### AIM OF THE EXERCISE
Please output exactly the lines that run from the line with "pub fn is_connected(&self, id: &str)" through the final line of the data, inclusive, and nothing more.

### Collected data
//! The state store: one JSON document and an ordered list of bindings.
//!
//! Every mutating call applies its change and notifies synchronously before
//! returning. Bindings are visited in registration order; replacing a binding
//! under an existing id keeps its position.
//!
//! Callbacks are plain `FnMut(&Slice)` closures and every mutation takes
//! `&mut self`, so a callback cannot call back into the store during a
//! notification pass.

use serde_json::{Map, Value};
use tracing::{debug, warn};

use crate::core::binding::Binding;
use crate::core::path::{CoercionPolicy, Path, PathError, get_at, set_at};
use crate::core::types::Slice;

/// Handle returned by [`StateStore::connect`]; pass it to
/// [`StateStore::disconnect`] to remove the binding.
#[derive(Debug, Clone, PartialEq, Eq, Hash)]
#[must_use = "the binding stays connected until this is passed to StateStore::disconnect"]
pub struct Subscription {
    id: String,
    token: u64,
}

impl Subscription {
    pub fn id(&self) -> &str {
        &self.id
    }
}

/// Single source of truth for application state.
#[derive(Debug)]
pub struct StateStore {
    /// Always a `Value::Object`.
    document: Value,
    bindings: Vec<Binding>,
    policy: CoercionPolicy,
    next_token: u64,
}

impl Default for StateStore {
    fn default() -> Self {
        Self::new(Map::new())
    }
}

impl StateStore {
    pub fn new(initial: Map<String, Value>) -> Self {
        Self::with_policy(initial, CoercionPolicy::default())
    }

    pub fn with_policy(initial: Map<String, Value>, policy: CoercionPolicy) -> Self {
        Self {
            document: Value::Object(initial),
            bindings: Vec::new(),
            policy,
            next_token: 0,
        }
    }

    pub fn policy(&self) -> CoercionPolicy {
        self.policy
    }

    /// Deep copy of the value at `path`; `None` if any segment is missing.
    pub fn get(&self, path: impl Into<Path>) -> Option<Value> {
        get_at(&self.document, &path.into()).cloned()
    }

    /// Deep copy of the whole document.
    pub fn snapshot(&self) -> Value {
        self.document.clone()
    }

    /// Replace the node at `path` and notify changed bindings.
    ///
    /// Returns a copy of the updated document. Fails only for a non-mapping
    /// root write, or for coercion under [`CoercionPolicy::Reject`]. Watched
    /// values are compared structurally: writing an equal value notifies
    /// only bindings that watch nothing.
    pub fn set(&mut self, path: impl Into<Path>, value: Value) -> Result<Value, PathError> {
        let path = path.into();
        set_at(&mut self.document, &path, value, self.policy)?;
        debug!(path = %path, "state set");
        self.notify_changed();
        Ok(self.snapshot())
    }

    /// Shallow-merge the top-level keys of `partial` into the root and notify
    /// changed bindings.
    pub fn merge(&mut self, partial: Map<String, Value>) -> Value {
        let keys = partial.len();
        self.root_mut().extend(partial);
        debug!(keys, "state merged");
        self.notify_changed();
        self.snapshot()
    }

    /// Replace the whole document and notify every binding unconditionally.
    pub fn reset(&mut self, document: Map<String, Value>) {
        self.document = Value::Object(document);
        debug!(bindings = self.bindings.len(), "state reset");
        let document = &self.document;
        for binding in &mut self.bindings {
            let slice = binding.force(document);
            binding.deliver(&slice);
        }
    }

    /// [`StateStore::reset`] to an empty mapping.
    pub fn reset_empty(&mut self) {
        self.reset(Map::new());
    }

    /// Register `callback` under `id`.
    ///
    /// With no watched paths the callback receives the full document after
    /// every mutation; otherwise only when a watched value changed. An id that
    /// is already connected is replaced in place, with a warning.
    pub fn connect<F, I, P>(
        &mut self,
        id: impl Into<String>,
        callback: F,
        watched: I,
    ) -> Subscription
    where
        F: FnMut(&Slice) + 'static,
        I: IntoIterator<Item = P>,
        P: Into<Path>,
    {
        let id = id.into();
        let token = self.next_token;
        self.next_token += 1;
        let watched: Vec<Path> = watched.into_iter().map(Into::into).collect();
        debug!(binding = %id, watched = watched.len(), "binding connected");
        let binding = Binding::new(id.clone(), token, Box::new(callback), watched);

        match self.bindings.iter_mut().find(|existing| existing.id() == id) {
            Some(existing) => {
                warn!(binding = %id, "binding id already connected; replacing previous binding");
                *existing = binding;
            }
            None => self.bindings.push(binding),
        }
        Subscription { id, token }
    }

    /// Remove the binding created by `subscription`.
    ///
    /// Returns `false` if it was already removed, or replaced by a later
    /// `connect` under the same id (the replacement stays connected).
    pub fn disconnect(&mut self, subscription: Subscription) -> bool {
        let before = self.bindings.len();
        self.bindings.retain(|binding| {
            !(binding.id() == subscription.id && binding.token() == subscription.token)
        });
        let removed = self.bindings.len() != before;
        debug!(binding = %subscription.id, removed, "binding disconnected");
        removed
    }

    /// Remove whatever binding is currently connected under `id`.
    pub fn disconnect_id(&mut self, id: &str) -> bool {
        let before = self.bindings.len();
        self.bindings.retain(|binding| binding.id() != id);
        let removed = self.bindings.len() != before;
        debug!(binding = %id, removed, "binding disconnected by id");
        removed
    }

    /// Notify the named binding once with its current slice, changed or not.
    ///
    /// Used to deliver the first render after `connect`. Returns `false` when
    /// no binding has that id.
    pub fn trigger_update(&mut self, id: &str) -> bool {
        let document = &self.document;
        let Some(binding) = self.bindings.iter_mut().find(|binding| binding.id() == id) else {
            debug!(binding = %id, "trigger for unknown binding");
            return false;
        };
        let slice = binding.force(document);
        binding.deliver(&slice);
        true
    }

    pub fn is_connected(&self, id: &str) -> bool {
        self.bindings.iter().any(|binding| binding.id() == id)
    }

    /// Connected binding ids in notification order.
    pub fn binding_ids(&self) -> Vec<&str> {
        self.bindings.iter().map(Binding::id).collect()
    }

    pub fn len(&self) -> usize {
        self.bindings.len()
    }

    pub fn is_empty(&self) -> bool {
        self.bindings.is_empty()
    }

    fn notify_changed(&mut self) {
        let document = &self.document;
        let mut notified = 0usize;
        for binding in &mut self.bindings {
            if let Some(slice) = binding.observe(document) {
                binding.deliver(&slice);
                notified += 1;
            }
        }
        debug!(notified, total = self.bindings.len(), "notification pass");
    }

    fn root_mut(&mut self) -> &mut Map<String, Value> {
        if !self.document.is_object() {
            self.document = Value::Object(Map::new());
        }
        match &mut self.document {
            Value::Object(root) => root,
            _ => unreachable!("document root is always a mapping"),
        }
    }
}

### EXPECTED ANSWER
    pub fn is_connected(&self, id: &str) -> bool {
        self.bindings.iter().any(|binding| binding.id() == id)
    }

    /// Connected binding ids in notification order.
    pub fn binding_ids(&self) -> Vec<&str> {
        self.bindings.iter().map(Binding::id).collect()
    }

    pub fn len(&self) -> usize {
        self.bindings.len()
    }

    pub fn is_empty(&self) -> bool {
        self.bindings.is_empty()
    }

    fn notify_changed(&mut self) {
        let document = &self.document;
        let mut notified = 0usize;
        for binding in &mut self.bindings {
            if let Some(slice) = binding.observe(document) {
                binding.deliver(&slice);
                notified += 1;
            }
        }
        debug!(notified, total = self.bindings.len(), "notification pass");
    }

    fn root_mut(&mut self) -> &mut Map<String, Value> {
        if !self.document.is_object() {
            self.document = Value::Object(Map::new());
        }
        match &mut self.document {
            Value::Object(root) => root,
            _ => unreachable!("document root is always a mapping"),
        }
    }
}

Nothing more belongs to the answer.